Camillus sits west of Syracuse, within easy trailering of the Finger Lakes to the south and Oneida Lake to the northeast. Local boats run clean deep Finger Lakes water and warm shallow Oneida water alike, two very different conditions for a drive. Brad takes Camillus drop-offs and brings 45 years on MerCruiser, Volvo Penta and OMC sterndrives, doing the diagnosis and the repair or rebuild in his own shop.
Sterndrive problems Camillus boats bring in
- Water in the gear oil at spring launch
- A growl at the transom in gear
- Overheating on the first warm day out
- Stiff shifting or a drive popping out of gear
- Bellows cracks from age on a trailered boat
- A drive ready for a rebuild after long use
What Brad checks on a Camillus drop-off
- Pressure and vacuum test the drive
- Read the gear oil for water and metal
- Inspect the gimbal bearing and bellows
- Check the water pump and cooling flow
- Verify shift cable adjustment and clutch dogs
- Provide a straight repair-or-rebuild call
The fix and what to expect
Camillus owners drop the drive or boat off and Brad handles the whole job himself, from diagnosis to a sealed, tested drive. No routing it out, no marina markup. A single-fault repair is quick and a full rebuild runs one to two weeks. You get the wear findings in plain terms and an honest read on whether the drive needed a repair or a rebuild.

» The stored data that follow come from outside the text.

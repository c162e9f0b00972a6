use log::info;
use tokio::sync::broadcast;

use crate::error::HubError;
use crate::hub::HubEvent;
use crate::registry::{ConnectionId, SharedRegistry};

/// Closes and deregisters connections after an unrecoverable failure.
///
/// Reaping is terminal for the connection but leaves its session valid, so
/// the same token can be presented again on a new connection.
#[derive(Debug, Clone)]
pub struct Reaper {
    registry: SharedRegistry,
    events: broadcast::Sender<HubEvent>,
}

impl Reaper {
    /// Creates a reaper over `registry`, reporting to `events`
    pub fn new(registry: SharedRegistry, events: broadcast::Sender<HubEvent>) -> Self {
        Self { registry, events }
    }

    /// Returns the registry this reaper removes connections from
    pub fn registry(&self) -> &SharedRegistry {
        &self.registry
    }

    /// Removes `id` from the registry and closes its outbox.
    ///
    /// Returns false if the connection was already gone.
    pub async fn reap(&self, id: ConnectionId, cause: &HubError) -> bool {
        let removed = self.registry.write().await.unregister(&id);
        let Some(connection) = removed else {
            return false;
        };

        // Writer stops and the read loop tears the socket down
        connection.outbox.close();
        info!("Reaped connection {} ({}): {}", id, connection.addr, cause);

        let _ = self.events.send(HubEvent::Reaped {
            id,
            reason: cause.to_string(),
        });
        true
    }
}

#[cfg(test)]
mod tests {
    use super::*;
    use crate::config::OverflowPolicy;
    use crate::outbox::Outbox;
    use crate::registry::ConnectionRegistry;
    use std::sync::Arc;

    #[tokio::test]
    async fn test_reap_closes_and_removes() {
        let registry = ConnectionRegistry::shared();
        let (events, mut rx) = broadcast::channel(8);
        let reaper = Reaper::new(Arc::clone(&registry), events);

        let outbox = Arc::new(Outbox::new(4, OverflowPolicy::DropOldest));
        let id = registry
            .write()
            .await
            .register("127.0.0.1:6000".parse().unwrap(), Arc::clone(&outbox));
        registry.write().await.bind(id, "abc123", "alice");

        assert!(reaper.reap(id, &HubError::PeerClosed).await);
        assert!(outbox.is_closed());
        assert!(registry.read().await.is_empty());
        // Session released so another connection can claim it
        assert_eq!(registry.read().await.holder("abc123"), None);

        match rx.try_recv().unwrap() {
            HubEvent::Reaped { id: reaped, reason } => {
                assert_eq!(reaped, id);
                assert_eq!(reason, "peer closed the connection");
            }
            other => panic!("Unexpected event: {:?}", other),
        }
    }

    #[tokio::test]
    async fn test_reap_twice_is_noop() {
        let registry = ConnectionRegistry::shared();
        let (events, mut rx) = broadcast::channel(8);
        let reaper = Reaper::new(Arc::clone(&registry), events);

        let outbox = Arc::new(Outbox::new(4, OverflowPolicy::DropOldest));
        let id = registry
            .write()
            .await
            .register("127.0.0.1:6000".parse().unwrap(), outbox);

        assert!(reaper.reap(id, &HubError::PeerClosed).await);
        assert!(!reaper.reap(id, &HubError::PeerClosed).await);
        assert!(!reaper.reap(42, &HubError::PeerClosed).await);

        assert!(rx.try_recv().is_ok());
        assert!(rx.try_recv().is_err());
    }
}
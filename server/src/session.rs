//! Session issuer: hands out opaque tokens at login and resolves them during
//! the WebSocket handshake.

use base64::engine::general_purpose::URL_SAFE;
use base64::Engine;
use log::info;
use rand::RngCore;
use std::collections::HashMap;
use std::sync::RwLock;

const TOKEN_BYTES: usize = 32;

#[derive(Debug, Clone, PartialEq, Eq)]
pub struct Session {
    pub token: String,
    pub username: String,
}

/// Issued sessions, indexed by token.
///
/// Sessions never expire and there is no logout; a token stays valid for the
/// lifetime of the store.
#[derive(Debug, Default)]
pub struct SessionStore {
    sessions: RwLock<HashMap<String, Session>>,
}

impl SessionStore {
    pub fn new() -> Self {
        Self::default()
    }

    /// Issues a fresh token for `username`. Credentials are not checked.
    pub fn authenticate(&self, username: &str, _password: &str) -> String {
        let token = generate_token();
        self.insert(&token, username);
        info!("Issued session for {}", username);
        token
    }

    /// Registers a session under a caller-chosen token.
    pub fn insert(&self, token: &str, username: &str) {
        let session = Session {
            token: token.to_string(),
            username: username.to_string(),
        };
        self.sessions
            .write()
            .unwrap_or_else(|e| e.into_inner())
            .insert(session.token.clone(), session);
    }

    /// Returns the username the token was issued for (exact match).
    pub fn lookup(&self, token: &str) -> Option<String> {
        self.sessions
            .read()
            .unwrap_or_else(|e| e.into_inner())
            .get(token)
            .map(|session| session.username.clone())
    }

    /// Returns the number of issued sessions
    pub fn len(&self) -> usize {
        self.sessions.read().unwrap_or_else(|e| e.into_inner()).len()
    }

    pub fn is_empty(&self) -> bool {
        self.len() == 0
    }
}

fn generate_token() -> String {
    let mut bytes = [0u8; TOKEN_BYTES];
    rand::thread_rng().fill_bytes(&mut bytes);
    URL_SAFE.encode(bytes)
}
//! Classifies inbound frames by connection binding state.
//!
//! Frame kinds other than text and binary never reach the router; they are
//! rejected as protocol errors when the WebSocket message is decoded.

use bytes::Bytes;

use crate::frame::Frame;
use crate::registry::Binding;

/// A chat line waiting in the chat pipeline.
#[derive(Debug, Clone, PartialEq, Eq)]
pub struct ChatMessage {
    pub sender: String,
    pub text: String,
}

impl ChatMessage {
    pub fn new(sender: impl Into<String>, text: impl Into<String>) -> Self {
        Self {
            sender: sender.into(),
            text: text.into(),
        }
    }

    /// Wire form of the message: `"<username>: <text>"`.
    pub fn render(&self) -> String {
        format!("{}: {}", self.sender, self.text)
    }
}

/// Where an inbound frame goes.
#[derive(Debug, Clone, PartialEq, Eq)]
pub enum Route {
    Chat(ChatMessage),
    State(Bytes),
    Handshake(String),
}

/// Decides where a frame from a connection with `binding` goes.
pub fn route(binding: &Binding, frame: Frame) -> Route {
    match (binding, frame) {
        (Binding::Bound { username, .. }, Frame::Text(text)) => {
            Route::Chat(ChatMessage::new(username.as_str(), text))
        }
        (Binding::Unbound, Frame::Text(token)) => Route::Handshake(token),
        // Binary frames are state regardless of binding
        (_, Frame::Binary(bytes)) => Route::State(bytes),
    }
}

#[cfg(test)]
mod tests {
    use super::*;

    fn bound(username: &str) -> Binding {
        Binding::Bound {
            token: "abc123".to_string(),
            username: username.to_string(),
        }
    }

    #[test]
    fn test_bound_text_is_chat() {
        let route = route(&bound("alice"), Frame::Text("hi".to_string()));
        assert_eq!(route, Route::Chat(ChatMessage::new("alice", "hi")));
    }

    #[test]
    fn test_unbound_text_is_handshake() {
        let route = route(&Binding::Unbound, Frame::Text("abc123".to_string()));
        assert_eq!(route, Route::Handshake("abc123".to_string()));
    }

    #[test]
    fn test_binary_is_state_when_bound_or_unbound() {
        let payload = Bytes::from_static(&[0x01, 0x02]);

        assert_eq!(
            route(&bound("alice"), Frame::Binary(payload.clone())),
            Route::State(payload.clone())
        );
        assert_eq!(
            route(&Binding::Unbound, Frame::Binary(payload.clone())),
            Route::State(payload)
        );
    }

    #[test]
    fn test_chat_render() {
        assert_eq!(ChatMessage::new("alice", "hi").render(), "alice: hi");
        assert_eq!(ChatMessage::new("bob", "").render(), "bob: ");
        assert_eq!(ChatMessage::new("carol", "a: b").render(), "carol: a: b");
    }
}
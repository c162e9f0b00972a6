use axum::extract::ws::Message;
use bytes::Bytes;

use crate::error::HubError;

/// One unit of traffic on a connection.
#[derive(Debug, Clone, PartialEq, Eq)]
pub enum Frame {
    Text(String),
    Binary(Bytes),
}

impl Frame {
    /// Returns "text" or "binary", for logging
    pub fn kind(&self) -> &'static str {
        match self {
            Frame::Text(_) => "text",
            Frame::Binary(_) => "binary",
        }
    }

    /// Returns the payload size in bytes
    pub fn len(&self) -> usize {
        match self {
            Frame::Text(text) => text.len(),
            Frame::Binary(bytes) => bytes.len(),
        }
    }

    pub fn is_empty(&self) -> bool {
        self.len() == 0
    }

    /// Converts the frame into a WebSocket message for sending
    pub fn into_message(self) -> Message {
        match self {
            Frame::Text(text) => Message::Text(text.into()),
            Frame::Binary(bytes) => Message::Binary(bytes),
        }
    }
}

/// What the read loop makes of one WebSocket message.
#[derive(Debug)]
pub enum Inbound {
    Frame(Frame),
    Close,
}

impl TryFrom<Message> for Inbound {
    type Error = HubError;

    fn try_from(message: Message) -> Result<Self, Self::Error> {
        match message {
            Message::Text(text) => Ok(Inbound::Frame(Frame::Text(text.as_str().to_owned()))),
            Message::Binary(bytes) => Ok(Inbound::Frame(Frame::Binary(bytes))),
            Message::Close(_) => Ok(Inbound::Close),
            Message::Ping(_) => Err(HubError::Protocol("ping")),
            Message::Pong(_) => Err(HubError::Protocol("pong")),
        }
    }
}
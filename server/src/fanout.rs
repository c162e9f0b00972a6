//! Broadcast fanout pipelines
//!
//! The hub runs two pipelines, one for chat and one for binary state. Each is
//! a single task that pops the next item off its queue and delivers it to
//! every connection in a fresh registry snapshot. Because there is exactly
//! one consumer per pipeline, every connection sees that pipeline's items in
//! enqueue order. The two pipelines are not ordered relative to each other.
//!
//! "Delivering" means pushing onto the connection's outbox, which never
//! blocks. A connection that cannot take the frame is reaped and the round
//! carries on with the remaining connections.

use bytes::Bytes;
use log::{debug, warn};
use tokio::sync::mpsc;

use crate::error::HubError;
use crate::frame::Frame;
use crate::reaper::Reaper;
use crate::registry::ConnectionId;
use crate::router::ChatMessage;

/// Outcome of delivering one frame to a registry snapshot.
#[derive(Debug, Default, Clone, PartialEq, Eq)]
pub struct RoundReport {
    /// Connections the frame was queued on
    pub delivered: Vec<ConnectionId>,
    /// Connections that had to evict an older frame to take this one
    pub evicted: Vec<ConnectionId>,
    /// Connections reaped because delivery failed
    pub reaped: Vec<ConnectionId>,
}

/// Delivers `frame` once to every live connection.
pub async fn broadcast(reaper: &Reaper, frame: Frame) -> RoundReport {
    let targets = reaper.registry().read().await.snapshot();
    let mut report = RoundReport::default();

    for target in targets {
        match target.outbox.push(frame.clone()) {
            Ok(evicted) => {
                if let Some(old) = evicted {
                    warn!(
                        "Connection {} outbox full, dropped oldest {} frame",
                        target.id,
                        old.kind()
                    );
                    report.evicted.push(target.id);
                }
                report.delivered.push(target.id);
            }
            Err(e) => {
                warn!("Delivery to connection {} failed: {}", target.id, e);
                reaper.reap(target.id, &HubError::Delivery(e)).await;
                report.reaped.push(target.id);
            }
        }
    }

    report
}

async fn run_pipeline<T, F>(
    name: &'static str,
    mut rx: mpsc::Receiver<T>,
    reaper: Reaper,
    to_frame: F,
) where
    F: Fn(T) -> Frame,
{
    while let Some(item) = rx.recv().await {
        let frame = to_frame(item);
        let size = frame.len();
        let report = broadcast(&reaper, frame).await;
        debug!(
            "{} pipeline: {} bytes to {} connections ({} reaped)",
            name,
            size,
            report.delivered.len(),
            report.reaped.len()
        );
    }
    debug!("{} pipeline stopped", name);
}

/// Drains the chat queue, rendering each message as `"<user>: <text>"`.
pub async fn run_chat_pipeline(rx: mpsc::Receiver<ChatMessage>, reaper: Reaper) {
    run_pipeline("chat", rx, reaper, |message| Frame::Text(message.render())).await;
}

/// Drains the state queue, forwarding bytes verbatim.
pub async fn run_state_pipeline(rx: mpsc::Receiver<Bytes>, reaper: Reaper) {
    run_pipeline("state", rx, reaper, Frame::Binary).await;
}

Finger Lakes depth versus Oneida shallows
A Camillus boat can spend one weekend on a deep, cold, clean Finger Lake like Skaneateles or Otisco and the next on warm, shallow, weedy Oneida, and those waters wear a drive differently. The deep clean lakes are easy on cooling but the longer open-water runs load the bearings and gears, while Oneida's warm shallows fill the cooling system with weed and silt. A Camillus drive can therefore show either signature depending on where it mostly runs. Brad asks where the boat spends its time and checks the cooling, bearing and gear condition accordingly, which is the benefit of a specialist who knows the regional water.